__Dataset entries__.

====

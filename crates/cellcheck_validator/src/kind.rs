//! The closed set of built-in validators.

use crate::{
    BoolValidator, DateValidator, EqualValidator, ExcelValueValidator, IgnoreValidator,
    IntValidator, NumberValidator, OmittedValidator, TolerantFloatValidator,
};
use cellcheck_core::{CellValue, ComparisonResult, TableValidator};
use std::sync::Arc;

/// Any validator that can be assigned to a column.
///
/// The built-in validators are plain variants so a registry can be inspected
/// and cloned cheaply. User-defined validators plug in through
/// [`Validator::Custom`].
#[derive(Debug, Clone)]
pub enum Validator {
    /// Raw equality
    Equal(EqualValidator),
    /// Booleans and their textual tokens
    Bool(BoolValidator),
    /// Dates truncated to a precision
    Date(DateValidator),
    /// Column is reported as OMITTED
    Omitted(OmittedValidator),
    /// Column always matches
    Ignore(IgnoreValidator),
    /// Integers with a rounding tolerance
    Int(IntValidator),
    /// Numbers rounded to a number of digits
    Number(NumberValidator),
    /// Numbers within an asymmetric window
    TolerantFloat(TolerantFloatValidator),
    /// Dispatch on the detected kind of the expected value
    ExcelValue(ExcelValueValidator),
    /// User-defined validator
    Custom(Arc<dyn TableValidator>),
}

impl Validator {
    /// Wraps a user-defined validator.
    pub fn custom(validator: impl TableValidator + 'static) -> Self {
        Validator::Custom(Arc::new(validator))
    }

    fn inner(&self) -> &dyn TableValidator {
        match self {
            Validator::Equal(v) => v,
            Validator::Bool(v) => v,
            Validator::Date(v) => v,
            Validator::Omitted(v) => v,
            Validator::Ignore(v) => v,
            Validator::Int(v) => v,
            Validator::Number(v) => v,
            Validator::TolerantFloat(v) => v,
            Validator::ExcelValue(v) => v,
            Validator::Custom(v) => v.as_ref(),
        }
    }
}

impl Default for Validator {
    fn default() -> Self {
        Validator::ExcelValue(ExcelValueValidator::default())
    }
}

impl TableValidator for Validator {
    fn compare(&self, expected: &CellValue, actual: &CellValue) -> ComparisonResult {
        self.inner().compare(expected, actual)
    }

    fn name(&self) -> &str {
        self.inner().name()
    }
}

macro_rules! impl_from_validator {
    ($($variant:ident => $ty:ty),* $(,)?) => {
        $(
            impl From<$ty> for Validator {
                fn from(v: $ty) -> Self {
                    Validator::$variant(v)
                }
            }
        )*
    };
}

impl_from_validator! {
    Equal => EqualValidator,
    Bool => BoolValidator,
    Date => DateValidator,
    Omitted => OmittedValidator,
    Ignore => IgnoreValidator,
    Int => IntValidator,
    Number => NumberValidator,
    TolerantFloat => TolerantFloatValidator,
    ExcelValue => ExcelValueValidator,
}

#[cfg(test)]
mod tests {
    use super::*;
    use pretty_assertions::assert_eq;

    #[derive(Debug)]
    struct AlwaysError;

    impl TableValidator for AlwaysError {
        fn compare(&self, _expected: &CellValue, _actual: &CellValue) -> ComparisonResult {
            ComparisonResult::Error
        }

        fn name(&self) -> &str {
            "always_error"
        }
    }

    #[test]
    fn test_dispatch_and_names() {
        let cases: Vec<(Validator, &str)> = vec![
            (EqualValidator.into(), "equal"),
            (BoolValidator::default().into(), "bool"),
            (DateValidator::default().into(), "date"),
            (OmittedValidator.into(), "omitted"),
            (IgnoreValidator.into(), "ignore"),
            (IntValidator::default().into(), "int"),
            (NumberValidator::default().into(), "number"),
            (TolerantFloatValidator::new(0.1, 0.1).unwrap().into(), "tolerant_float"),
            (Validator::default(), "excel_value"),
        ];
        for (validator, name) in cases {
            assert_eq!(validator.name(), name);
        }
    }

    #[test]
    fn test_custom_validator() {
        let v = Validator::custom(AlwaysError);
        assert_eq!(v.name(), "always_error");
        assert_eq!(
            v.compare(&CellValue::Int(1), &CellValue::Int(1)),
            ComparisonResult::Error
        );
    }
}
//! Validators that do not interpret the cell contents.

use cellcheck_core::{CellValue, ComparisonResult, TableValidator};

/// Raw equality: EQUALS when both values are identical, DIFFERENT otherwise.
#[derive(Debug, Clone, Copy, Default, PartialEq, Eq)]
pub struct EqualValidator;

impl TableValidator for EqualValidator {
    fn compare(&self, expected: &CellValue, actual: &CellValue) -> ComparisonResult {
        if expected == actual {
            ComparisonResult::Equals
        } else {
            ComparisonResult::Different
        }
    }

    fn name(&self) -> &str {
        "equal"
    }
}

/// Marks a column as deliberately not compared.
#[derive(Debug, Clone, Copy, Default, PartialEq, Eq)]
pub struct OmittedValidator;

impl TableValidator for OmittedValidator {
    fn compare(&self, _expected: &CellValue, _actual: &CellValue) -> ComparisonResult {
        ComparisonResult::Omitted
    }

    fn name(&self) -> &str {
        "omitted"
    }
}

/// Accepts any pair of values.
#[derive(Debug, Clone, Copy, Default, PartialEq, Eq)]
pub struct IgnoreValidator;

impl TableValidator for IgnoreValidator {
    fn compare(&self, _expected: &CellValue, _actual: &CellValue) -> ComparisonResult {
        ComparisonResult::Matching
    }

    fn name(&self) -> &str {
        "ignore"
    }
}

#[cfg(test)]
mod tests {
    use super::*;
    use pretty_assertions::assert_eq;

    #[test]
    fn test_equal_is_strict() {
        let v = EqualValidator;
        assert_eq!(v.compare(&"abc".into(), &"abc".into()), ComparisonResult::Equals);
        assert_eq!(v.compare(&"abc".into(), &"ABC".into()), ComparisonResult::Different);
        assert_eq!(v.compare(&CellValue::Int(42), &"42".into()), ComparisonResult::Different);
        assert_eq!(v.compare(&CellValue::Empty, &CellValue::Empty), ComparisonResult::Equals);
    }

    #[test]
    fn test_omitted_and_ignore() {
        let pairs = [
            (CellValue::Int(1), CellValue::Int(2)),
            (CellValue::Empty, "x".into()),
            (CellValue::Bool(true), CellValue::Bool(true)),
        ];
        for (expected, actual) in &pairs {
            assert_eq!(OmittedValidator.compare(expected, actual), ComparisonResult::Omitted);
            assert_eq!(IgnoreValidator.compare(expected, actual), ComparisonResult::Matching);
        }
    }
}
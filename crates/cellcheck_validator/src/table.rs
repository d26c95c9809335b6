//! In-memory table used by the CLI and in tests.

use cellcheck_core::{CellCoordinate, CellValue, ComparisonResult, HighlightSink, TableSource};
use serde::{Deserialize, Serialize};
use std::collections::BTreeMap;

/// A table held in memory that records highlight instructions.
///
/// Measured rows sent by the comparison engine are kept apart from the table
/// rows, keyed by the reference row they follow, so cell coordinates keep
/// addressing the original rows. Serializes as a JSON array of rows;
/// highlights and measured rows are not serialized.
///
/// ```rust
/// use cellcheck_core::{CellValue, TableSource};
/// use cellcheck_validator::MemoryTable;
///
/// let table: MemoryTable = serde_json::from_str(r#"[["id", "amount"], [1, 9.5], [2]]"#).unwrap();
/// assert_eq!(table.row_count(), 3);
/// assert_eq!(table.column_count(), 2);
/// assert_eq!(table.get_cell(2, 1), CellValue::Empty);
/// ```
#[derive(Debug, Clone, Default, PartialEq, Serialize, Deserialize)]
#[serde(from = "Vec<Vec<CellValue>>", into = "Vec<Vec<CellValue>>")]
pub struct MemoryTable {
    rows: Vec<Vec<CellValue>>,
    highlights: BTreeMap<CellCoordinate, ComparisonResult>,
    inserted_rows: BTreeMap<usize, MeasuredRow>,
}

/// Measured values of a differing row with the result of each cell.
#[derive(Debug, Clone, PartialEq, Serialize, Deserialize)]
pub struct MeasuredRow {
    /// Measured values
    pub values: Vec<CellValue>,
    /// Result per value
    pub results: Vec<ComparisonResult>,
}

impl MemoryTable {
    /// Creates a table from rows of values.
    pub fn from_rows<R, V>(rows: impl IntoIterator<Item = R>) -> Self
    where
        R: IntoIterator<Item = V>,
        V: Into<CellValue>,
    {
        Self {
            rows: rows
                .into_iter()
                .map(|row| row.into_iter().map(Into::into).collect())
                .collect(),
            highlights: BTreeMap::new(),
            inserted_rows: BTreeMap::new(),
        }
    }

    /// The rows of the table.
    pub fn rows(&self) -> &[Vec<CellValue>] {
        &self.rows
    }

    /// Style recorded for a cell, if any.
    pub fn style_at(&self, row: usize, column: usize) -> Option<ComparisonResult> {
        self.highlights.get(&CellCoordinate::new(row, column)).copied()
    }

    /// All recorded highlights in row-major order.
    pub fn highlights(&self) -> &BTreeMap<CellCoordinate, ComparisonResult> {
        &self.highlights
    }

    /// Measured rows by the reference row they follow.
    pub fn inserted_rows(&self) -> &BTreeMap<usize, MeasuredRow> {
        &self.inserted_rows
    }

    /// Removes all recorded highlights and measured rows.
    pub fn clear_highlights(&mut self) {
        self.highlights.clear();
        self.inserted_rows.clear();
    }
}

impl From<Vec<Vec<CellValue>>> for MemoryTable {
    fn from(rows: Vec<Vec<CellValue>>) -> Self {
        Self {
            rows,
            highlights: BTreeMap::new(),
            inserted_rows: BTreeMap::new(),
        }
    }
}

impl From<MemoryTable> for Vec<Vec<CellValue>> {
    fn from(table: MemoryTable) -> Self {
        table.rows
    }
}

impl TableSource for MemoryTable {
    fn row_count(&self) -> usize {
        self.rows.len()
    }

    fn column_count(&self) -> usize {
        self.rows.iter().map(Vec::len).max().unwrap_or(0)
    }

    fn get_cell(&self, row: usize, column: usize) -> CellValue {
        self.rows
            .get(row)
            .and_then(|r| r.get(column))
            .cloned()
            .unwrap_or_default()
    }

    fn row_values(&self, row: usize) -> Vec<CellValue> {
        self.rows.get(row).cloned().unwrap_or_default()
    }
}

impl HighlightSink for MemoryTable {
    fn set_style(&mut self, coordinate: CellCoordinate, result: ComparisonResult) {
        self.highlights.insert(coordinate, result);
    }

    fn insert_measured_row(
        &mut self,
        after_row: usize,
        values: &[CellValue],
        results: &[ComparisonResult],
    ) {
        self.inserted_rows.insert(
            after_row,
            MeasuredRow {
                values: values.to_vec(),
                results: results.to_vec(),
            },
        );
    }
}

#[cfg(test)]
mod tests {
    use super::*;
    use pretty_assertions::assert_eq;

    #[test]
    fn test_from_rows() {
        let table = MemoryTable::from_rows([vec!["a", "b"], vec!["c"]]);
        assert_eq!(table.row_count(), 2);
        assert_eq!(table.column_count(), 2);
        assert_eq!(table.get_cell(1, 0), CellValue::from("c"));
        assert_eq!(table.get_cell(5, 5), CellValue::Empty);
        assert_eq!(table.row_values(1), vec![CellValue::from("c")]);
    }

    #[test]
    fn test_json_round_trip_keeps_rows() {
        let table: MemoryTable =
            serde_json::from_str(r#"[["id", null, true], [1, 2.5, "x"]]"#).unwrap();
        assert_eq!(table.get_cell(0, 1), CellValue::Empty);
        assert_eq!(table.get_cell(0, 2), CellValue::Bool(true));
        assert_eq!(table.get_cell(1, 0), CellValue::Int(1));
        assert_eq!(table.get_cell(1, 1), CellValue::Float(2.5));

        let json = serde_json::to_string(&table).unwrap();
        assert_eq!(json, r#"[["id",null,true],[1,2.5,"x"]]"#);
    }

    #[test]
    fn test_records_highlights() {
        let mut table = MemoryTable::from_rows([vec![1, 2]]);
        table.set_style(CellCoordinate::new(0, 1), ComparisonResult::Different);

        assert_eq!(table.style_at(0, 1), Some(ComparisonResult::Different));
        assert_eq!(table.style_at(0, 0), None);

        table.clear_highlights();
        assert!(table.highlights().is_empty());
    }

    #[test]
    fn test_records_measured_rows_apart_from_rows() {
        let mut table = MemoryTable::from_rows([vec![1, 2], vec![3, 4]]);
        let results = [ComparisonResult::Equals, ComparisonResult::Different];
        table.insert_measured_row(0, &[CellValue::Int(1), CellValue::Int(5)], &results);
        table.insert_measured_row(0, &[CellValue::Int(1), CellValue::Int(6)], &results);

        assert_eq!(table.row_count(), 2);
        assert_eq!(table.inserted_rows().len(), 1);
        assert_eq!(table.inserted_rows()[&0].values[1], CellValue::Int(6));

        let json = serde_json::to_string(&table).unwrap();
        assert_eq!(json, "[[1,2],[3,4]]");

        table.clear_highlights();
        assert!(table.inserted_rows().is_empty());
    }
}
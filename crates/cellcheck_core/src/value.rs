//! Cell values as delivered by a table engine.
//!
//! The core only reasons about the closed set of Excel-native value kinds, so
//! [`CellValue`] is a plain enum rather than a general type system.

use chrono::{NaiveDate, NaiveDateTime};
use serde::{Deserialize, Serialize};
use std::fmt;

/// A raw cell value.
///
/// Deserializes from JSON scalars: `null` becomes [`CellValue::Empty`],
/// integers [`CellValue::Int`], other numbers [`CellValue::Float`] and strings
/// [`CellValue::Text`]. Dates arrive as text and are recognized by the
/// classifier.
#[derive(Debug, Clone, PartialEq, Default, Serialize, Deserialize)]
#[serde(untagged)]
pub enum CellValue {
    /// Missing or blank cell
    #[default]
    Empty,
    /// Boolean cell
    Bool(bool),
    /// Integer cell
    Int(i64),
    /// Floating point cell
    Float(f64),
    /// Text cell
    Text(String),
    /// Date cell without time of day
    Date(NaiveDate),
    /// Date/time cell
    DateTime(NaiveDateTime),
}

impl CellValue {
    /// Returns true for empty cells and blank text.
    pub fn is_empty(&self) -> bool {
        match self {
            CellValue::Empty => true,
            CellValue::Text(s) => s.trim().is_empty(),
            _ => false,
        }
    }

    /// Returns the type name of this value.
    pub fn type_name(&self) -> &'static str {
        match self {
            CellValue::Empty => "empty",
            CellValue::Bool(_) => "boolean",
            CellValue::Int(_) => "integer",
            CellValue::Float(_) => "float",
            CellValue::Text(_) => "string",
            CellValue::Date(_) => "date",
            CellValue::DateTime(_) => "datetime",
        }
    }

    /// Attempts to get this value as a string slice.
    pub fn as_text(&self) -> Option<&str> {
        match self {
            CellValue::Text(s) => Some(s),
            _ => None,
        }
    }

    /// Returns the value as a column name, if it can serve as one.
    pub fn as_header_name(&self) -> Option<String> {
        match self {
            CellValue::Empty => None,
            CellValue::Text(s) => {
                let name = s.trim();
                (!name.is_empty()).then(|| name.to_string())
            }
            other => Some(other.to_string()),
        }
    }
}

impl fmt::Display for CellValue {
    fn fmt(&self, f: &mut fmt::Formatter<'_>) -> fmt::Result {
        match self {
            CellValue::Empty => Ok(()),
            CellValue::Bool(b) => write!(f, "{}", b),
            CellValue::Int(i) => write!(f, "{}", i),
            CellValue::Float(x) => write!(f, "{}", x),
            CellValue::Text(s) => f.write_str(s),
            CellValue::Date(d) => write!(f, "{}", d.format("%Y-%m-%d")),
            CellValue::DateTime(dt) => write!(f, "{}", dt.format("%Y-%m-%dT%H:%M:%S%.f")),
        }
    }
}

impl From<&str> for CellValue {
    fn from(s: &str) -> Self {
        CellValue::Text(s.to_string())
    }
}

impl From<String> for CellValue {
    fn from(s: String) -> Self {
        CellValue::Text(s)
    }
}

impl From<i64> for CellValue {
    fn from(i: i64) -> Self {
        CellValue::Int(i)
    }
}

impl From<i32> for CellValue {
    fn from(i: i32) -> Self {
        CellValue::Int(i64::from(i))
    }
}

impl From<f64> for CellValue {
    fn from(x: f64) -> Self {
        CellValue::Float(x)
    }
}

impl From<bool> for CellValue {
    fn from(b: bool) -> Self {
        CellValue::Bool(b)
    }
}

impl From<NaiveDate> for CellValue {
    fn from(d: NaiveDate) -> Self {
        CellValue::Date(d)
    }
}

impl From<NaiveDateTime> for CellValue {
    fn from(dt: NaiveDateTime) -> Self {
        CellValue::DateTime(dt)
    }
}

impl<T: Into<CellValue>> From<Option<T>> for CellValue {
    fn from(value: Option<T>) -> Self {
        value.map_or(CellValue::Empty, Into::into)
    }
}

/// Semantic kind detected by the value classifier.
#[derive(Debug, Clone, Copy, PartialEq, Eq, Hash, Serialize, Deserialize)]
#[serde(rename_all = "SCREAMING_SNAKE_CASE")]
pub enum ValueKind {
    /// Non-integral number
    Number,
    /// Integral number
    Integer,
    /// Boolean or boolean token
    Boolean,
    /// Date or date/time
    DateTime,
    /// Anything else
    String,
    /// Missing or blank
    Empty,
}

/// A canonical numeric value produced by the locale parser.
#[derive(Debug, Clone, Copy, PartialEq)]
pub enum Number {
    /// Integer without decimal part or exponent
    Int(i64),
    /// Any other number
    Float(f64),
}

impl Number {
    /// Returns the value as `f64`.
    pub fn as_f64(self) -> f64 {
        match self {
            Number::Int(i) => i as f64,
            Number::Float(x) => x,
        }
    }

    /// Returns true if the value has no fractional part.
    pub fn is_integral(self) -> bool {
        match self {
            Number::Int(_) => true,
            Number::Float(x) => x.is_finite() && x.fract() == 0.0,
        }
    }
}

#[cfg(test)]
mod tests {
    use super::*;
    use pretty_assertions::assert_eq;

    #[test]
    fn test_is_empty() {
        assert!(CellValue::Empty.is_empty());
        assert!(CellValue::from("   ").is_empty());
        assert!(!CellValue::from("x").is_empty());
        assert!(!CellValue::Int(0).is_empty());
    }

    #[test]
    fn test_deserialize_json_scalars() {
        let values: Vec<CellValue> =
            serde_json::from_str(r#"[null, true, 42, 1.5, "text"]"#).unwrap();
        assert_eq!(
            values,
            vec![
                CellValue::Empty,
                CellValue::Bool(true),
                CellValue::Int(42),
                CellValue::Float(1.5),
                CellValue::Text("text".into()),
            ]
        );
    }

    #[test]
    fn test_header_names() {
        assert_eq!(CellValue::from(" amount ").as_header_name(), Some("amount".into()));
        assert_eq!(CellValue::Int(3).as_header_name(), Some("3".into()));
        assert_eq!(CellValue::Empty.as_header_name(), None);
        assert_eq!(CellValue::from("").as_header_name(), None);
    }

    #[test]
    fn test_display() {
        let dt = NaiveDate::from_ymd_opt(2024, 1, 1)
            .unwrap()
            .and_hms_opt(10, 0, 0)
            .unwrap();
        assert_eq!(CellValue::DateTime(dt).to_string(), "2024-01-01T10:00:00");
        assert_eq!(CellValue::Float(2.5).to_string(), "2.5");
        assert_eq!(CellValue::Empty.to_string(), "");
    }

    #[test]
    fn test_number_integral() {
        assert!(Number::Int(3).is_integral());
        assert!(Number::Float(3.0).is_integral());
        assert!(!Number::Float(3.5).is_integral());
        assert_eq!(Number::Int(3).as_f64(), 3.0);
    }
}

====

__Work required__.
Provide the count of lines above that contain "crates", without any other words.

__Answer space__.
3